Second, as the AOC points out, small sample sizes prevent any multi-variate analysis from announcing a statistically rehable result. The problem of statistical unreliability is particularly acute in the penalty-trial universe, because that universe contains fewer than half the number of cases in the already too small death-eligible universe.19

*238Third, I am skeptical of the capacity of any statistical analysis to do justice to some mitigating factors. Defendant asserts that the AOC’s coding system inadequately accounts for the weight of evidence of his childhood neglect. He argues that, owing to the inadequacy of the coding system, if he were the only defendant to be sentenced to death despite compelling evidence of neglect, the AOC coding system and statistics would not bring out that fact.

The problem lies deeper than the AOC’s information-gathering apparatus, however. Much non-statutory mitigating evidence tends to be very idiosyncratic, and so if one defendant presents compelling but unique mitigating evidence, the lack of any record of how juries in other cases have treated such evidence bars the index-of-outcomes test from assessing its weight.

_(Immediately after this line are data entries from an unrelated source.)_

//! RGBA composition of raster bands for map overlays.
//!
//! The alpha channel carries the visibility: non finite samples and cells outside of the
//! boundary mask are always fully transparent, the mask is applied as the last step.

use std::{io::BufWriter, ops::RangeInclusive, path::Path};

use inf::{ClassificationScheme, Color, ColorMapPreset, ColorMapper, ContinuousColorRamp, MappingConfig, color};

use crate::{
    Error, RasterSize, Result,
    raster::{Band, BoundaryMask},
};

const CHANNELS: usize = 4;

/// Row major RGBA image with 8 bits per channel
#[derive(Clone, Debug, PartialEq)]
pub struct RgbaBuffer {
    size: RasterSize,
    data: Vec<u8>,
}

impl RgbaBuffer {
    pub fn from_colors(size: RasterSize, colors: impl IntoIterator<Item = Color>) -> Result<Self> {
        let data: Vec<u8> = colors.into_iter().flat_map(|c| c.to_array()).collect();
        if data.len() != size.cell_count() * CHANNELS {
            return Err(Error::InvalidArgument(format!("Color count does not match the image size {size}")));
        }

        Ok(RgbaBuffer { size, data })
    }

    pub fn size(&self) -> RasterSize {
        self.size
    }

    pub fn width(&self) -> usize {
        self.size.cols
    }

    pub fn height(&self) -> usize {
        self.size.rows
    }

    pub fn pixel(&self, row: usize, col: usize) -> [u8; 4] {
        let offset = (row * self.size.cols + col) * CHANNELS;
        [
            self.data[offset],
            self.data[offset + 1],
            self.data[offset + 2],
            self.data[offset + 3],
        ]
    }

    pub fn alpha(&self, row: usize, col: usize) -> u8 {
        self.pixel(row, col)[3]
    }

    /// Number of pixels with a non zero alpha
    pub fn visible_count(&self) -> usize {
        self.data.chunks_exact(CHANNELS).filter(|px| px[3] != 0).count()
    }

    pub fn as_bytes(&self) -> &[u8] {
        &self.data
    }

    /// Pixels outside of the mask become fully transparent
    pub fn apply_boundary_mask(&mut self, mask: &BoundaryMask) -> Result<()> {
        mask.ensure_size(self.size)?;
        for (px, inside) in self.data.chunks_exact_mut(CHANNELS).zip(mask.as_slice()) {
            if !inside {
                px.fill(0);
            }
        }

        Ok(())
    }

    pub fn encode_png(&self) -> Result<Vec<u8>> {
        let width = u32::try_from(self.width()).map_err(|_| Error::InvalidArgument("Image too wide".into()))?;
        let height = u32::try_from(self.height()).map_err(|_| Error::InvalidArgument("Image too high".into()))?;

        let mut data: Vec<u8> = Vec::new();

        {
            let w = BufWriter::new(&mut data);
            let mut encoder = png::Encoder::new(w, width, height);
            encoder.set_color(png::ColorType::Rgba);
            encoder.set_depth(png::BitDepth::Eight);
            encoder.set_compression(png::Compression::Fast);

            let mut writer = encoder.write_header()?;
            writer.write_image_data(&self.data)?;
            writer.finish()?;
        }

        Ok(data)
    }

    pub fn write_png(&self, path: impl AsRef<Path>) -> Result<()> {
        std::fs::write(path, self.encode_png()?)?;
        Ok(())
    }
}

/// `int(opacity * 255)`
pub fn opacity_to_alpha(opacity: f64) -> u8 {
    (opacity.clamp(0.0, 1.0) * 255.0) as u8
}

/// Colors the classes within `classes` with the scheme color, all other cells are transparent.
/// Classes within the range that are not part of the scheme are drawn black.
pub fn render_classes(
    band: &Band,
    scheme: &ClassificationScheme,
    classes: RangeInclusive<i64>,
    opacity: f64,
    mask: Option<&BoundaryMask>,
) -> Result<RgbaBuffer> {
    let alpha = opacity_to_alpha(opacity);
    let config = MappingConfig::default();

    let colors = band.iter().map(|value| {
        if !value.is_finite() || value.fract() != 0.0 || !classes.contains(&(value as i64)) {
            return color::TRANSPARENT;
        }

        scheme.color_for_numeric_value(value as f64, &config).with_alpha(alpha)
    });

    let mut rgba = RgbaBuffer::from_colors(band.size(), colors)?;
    if let Some(mask) = mask {
        rgba.apply_boundary_mask(mask)?;
    }

    Ok(rgba)
}

/// Colors the band with a continuous ramp over `[vmin, vmax]`, values outside of the range are clamped.
/// Returns `None` when the value range is unknown (e.g. a band without finite values).
pub fn render_continuous(
    band: &Band,
    vmin: Option<f64>,
    vmax: Option<f64>,
    preset: ColorMapPreset,
    opacity: f64,
    mask: Option<&BoundaryMask>,
) -> Result<Option<RgbaBuffer>> {
    let (Some(vmin), Some(vmax)) = (vmin, vmax) else {
        return Ok(None);
    };

    if !vmin.is_finite() || !vmax.is_finite() {
        log::warn!("No valid value range for the {preset} color ramp ({vmin}, {vmax})");
        return Ok(None);
    }

    let ramp = ContinuousColorRamp::new(vmin, vmax, preset)?;
    Ok(Some(render_color_mapped(band, &ramp, opacity, mask)?))
}

/// Colors every finite sample with the color mapper, non finite samples are transparent
pub fn render_color_mapped(band: &Band, mapper: &impl ColorMapper, opacity: f64, mask: Option<&BoundaryMask>) -> Result<RgbaBuffer> {
    let alpha = opacity_to_alpha(opacity);
    let config = MappingConfig::default();

    let colors = band.iter().map(|value| {
        if value.is_finite() {
            mapper.color_for_numeric_value(value as f64, &config).with_alpha(alpha)
        } else {
            color::TRANSPARENT
        }
    });

    let mut rgba = RgbaBuffer::from_colors(band.size(), colors)?;
    if let Some(mask) = mask {
        rgba.apply_boundary_mask(mask)?;
    }

    Ok(rgba)
}

#[cfg(test)]
mod tests {
    use super::*;

    fn classes_band() -> Band {
        Band::new(RasterSize::with_rows_cols(2, 3), vec![0.0, 1.0, 2.0, 3.0, 4.0, f32::NAN]).unwrap()
    }

    #[test]
    fn alpha_from_opacity() {
        assert_eq!(opacity_to_alpha(0.85), 216);
        assert_eq!(opacity_to_alpha(0.6), 153);
        assert_eq!(opacity_to_alpha(1.0), 255);
        assert_eq!(opacity_to_alpha(0.0), 0);
    }

    #[test]
    fn classified_rendering() -> Result<()> {
        let rgba = render_classes(&classes_band(), &ClassificationScheme::hazard_classes(), 1..=4, 0.85, None)?;
        assert_eq!(rgba.pixel(0, 0), [0, 0, 0, 0]);
        assert_eq!(rgba.pixel(0, 1), [181, 217, 168, 216]);
        assert_eq!(rgba.pixel(0, 2), [255, 235, 170, 216]);
        assert_eq!(rgba.pixel(1, 0), [255, 170, 85, 216]);
        assert_eq!(rgba.pixel(1, 1), [215, 48, 39, 216]);
        assert_eq!(rgba.pixel(1, 2), [0, 0, 0, 0]);
        Ok(())
    }

    #[test]
    fn out_of_range_and_unknown_classes() -> Result<()> {
        let band = Band::new(RasterSize::with_rows_cols(1, 3), vec![5.0, 2.5, 7.0]).unwrap();
        let rgba = render_classes(&band, &ClassificationScheme::hazard_classes(), 1..=7, 0.85, None)?;
        // class 5 is in range but not in the scheme
        assert_eq!(rgba.pixel(0, 0), [0, 0, 0, 216]);
        assert_eq!(rgba.alpha(0, 1), 0);

        let rgba = render_classes(&band, &ClassificationScheme::hazard_classes(), 1..=4, 0.85, None)?;
        assert_eq!(rgba.visible_count(), 0);
        Ok(())
    }

    #[test]
    fn masked_rendering() -> Result<()> {
        let band = classes_band();
        let none_inside = BoundaryMask::filled_with(band.size(), false);
        let rgba = render_classes(&band, &ClassificationScheme::hazard_classes(), 0..=4, 1.0, Some(&none_inside))?;
        assert_eq!(rgba.visible_count(), 0);

        let continuous = render_continuous(&band, Some(0.0), Some(4.0), ColorMapPreset::Viridis, 0.6, Some(&none_inside))?;
        assert_eq!(continuous.map(|rgba| rgba.visible_count()), Some(0));

        let wrong_size = BoundaryMask::filled_with(RasterSize::with_rows_cols(1, 1), true);
        assert!(render_classes(&band, &ClassificationScheme::hazard_classes(), 0..=4, 1.0, Some(&wrong_size)).is_err());
        Ok(())
    }

    #[test]
    fn continuous_rendering() -> Result<()> {
        let band = Band::new(RasterSize::with_rows_cols(1, 4), vec![-10.0, 0.0, 10.0, f32::NAN]).unwrap();
        let rgba = render_continuous(&band, Some(0.0), Some(1.0), ColorMapPreset::Magma, 0.6, None)?.unwrap();

        let cmap = inf::ProcessedColorMap::create(ColorMapPreset::Magma);
        let low = cmap.get_color(0.0).with_alpha(153).to_array();
        let high = cmap.get_color(1.0).with_alpha(153).to_array();

        // clamped to the range
        assert_eq!(rgba.pixel(0, 0), low);
        assert_eq!(rgba.pixel(0, 1), low);
        assert_eq!(rgba.pixel(0, 2), high);
        assert_eq!(rgba.pixel(0, 3), [0, 0, 0, 0]);
        Ok(())
    }

    #[test]
    fn continuous_without_range() -> Result<()> {
        let band = classes_band();
        assert!(render_continuous(&band, None, Some(1.0), ColorMapPreset::Terrain, 0.6, None)?.is_none());
        assert!(render_continuous(&band, Some(f64::NAN), Some(1.0), ColorMapPreset::Terrain, 0.6, None)?.is_none());
        assert!(render_continuous(&band, Some(2.0), Some(1.0), ColorMapPreset::Terrain, 0.6, None).is_err());
        Ok(())
    }

    #[test]
    fn png_encoding() -> Result<()> {
        let rgba = render_classes(&classes_band(), &ClassificationScheme::hazard_classes(), 1..=4, 0.85, None)?;
        let png = rgba.encode_png()?;

        assert_eq!(&png[0..8], &[0x89, b'P', b'N', b'G', 0x0D, 0x0A, 0x1A, 0x0A]);
        // IHDR chunk: width and height as big endian u32
        assert_eq!(&png[12..16], b"IHDR");
        assert_eq!(u32::from_be_bytes([png[16], png[17], png[18], png[19]]), 3);
        assert_eq!(u32::from_be_bytes([png[20], png[21], png[22], png[23]]), 2);
        Ok(())
    }
}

Moreover, even mitigating evidence capable of categorization under such broad rubrics as “childhood neglect” may yet prove uncongenial to analysis by the index-of-outcomes test, because the quality of evidence of childhood neglect will vary significantly in different cases. That fact highlights one unresolvable contradiction of our capital-murder jurisprudence. Federal constitutional law requires that a sentencer “not be precluded from considering as a mitigating factor, any aspect of a defendant’s character or record and any of the circumstances of the offense that the defendant proffers as a basis for a sentence less than death.” Lockett v. Ohio, 438 U.S. 586, 604, 98 S.Ct. 2954, 2964, 57 L.Ed.2d 973, 990 (1978) (emphasis in original). As a result of the rule, courts in capital cases admit such a diversity in quality and type of mitigating evidence as to beggar any attempt, by multi-variate statistical techniques, to discover the weight some kind of mitigating evidence carries with sentencers generally.

For all these reasons, I have no confidence in the index-of-outcomes test as a tool for the evaluation of the proportionality of defendant’s death sentence. Furthermore, insofar as the Court has affirmed the death sentence on proportionality review of a defendant, Robert Marshall, who now falls in culpability level 1 under all four sets of assumptions, and of a defendant, John *239Martini, who falls in culpability level 1 under three of the four sets of assumptions, it appears that the index-of-outcomes test has not gained the Court’s regard in the past. I see no reason why, given its continuing flaws, the test should be relied on in this case.

B.

In precedent-seeking review, the Court undertakes a “more traditional case-by-case comparison of similar death-eligible cases.” Bey IV, supra, 137 N.J. at 366, 645 A.2d 685. The precise nature of the relationship between precedent-seeking review and frequency review remains mysterious to me, and I find unhelpful the Court’s statement that although we rely more heavily on precedent-seeking review, that review is not “primary,” but rather remains a “complement to frequency analysis.” Ante at 184, 662 A.2d at 460. In any event, in order to make a case in precedent-seeking review for the disproportionahty of a death sentence, a defendant must convince the Court that his or her criminal culpability “is more like that of similar life-sentenced defendants and less than that of death-sentenced defendants, such that the defendant’s culpability requires a reduction of sentence to a life term.” Martini II, supra, 139 N.J. at 47, 651 A.2d 949.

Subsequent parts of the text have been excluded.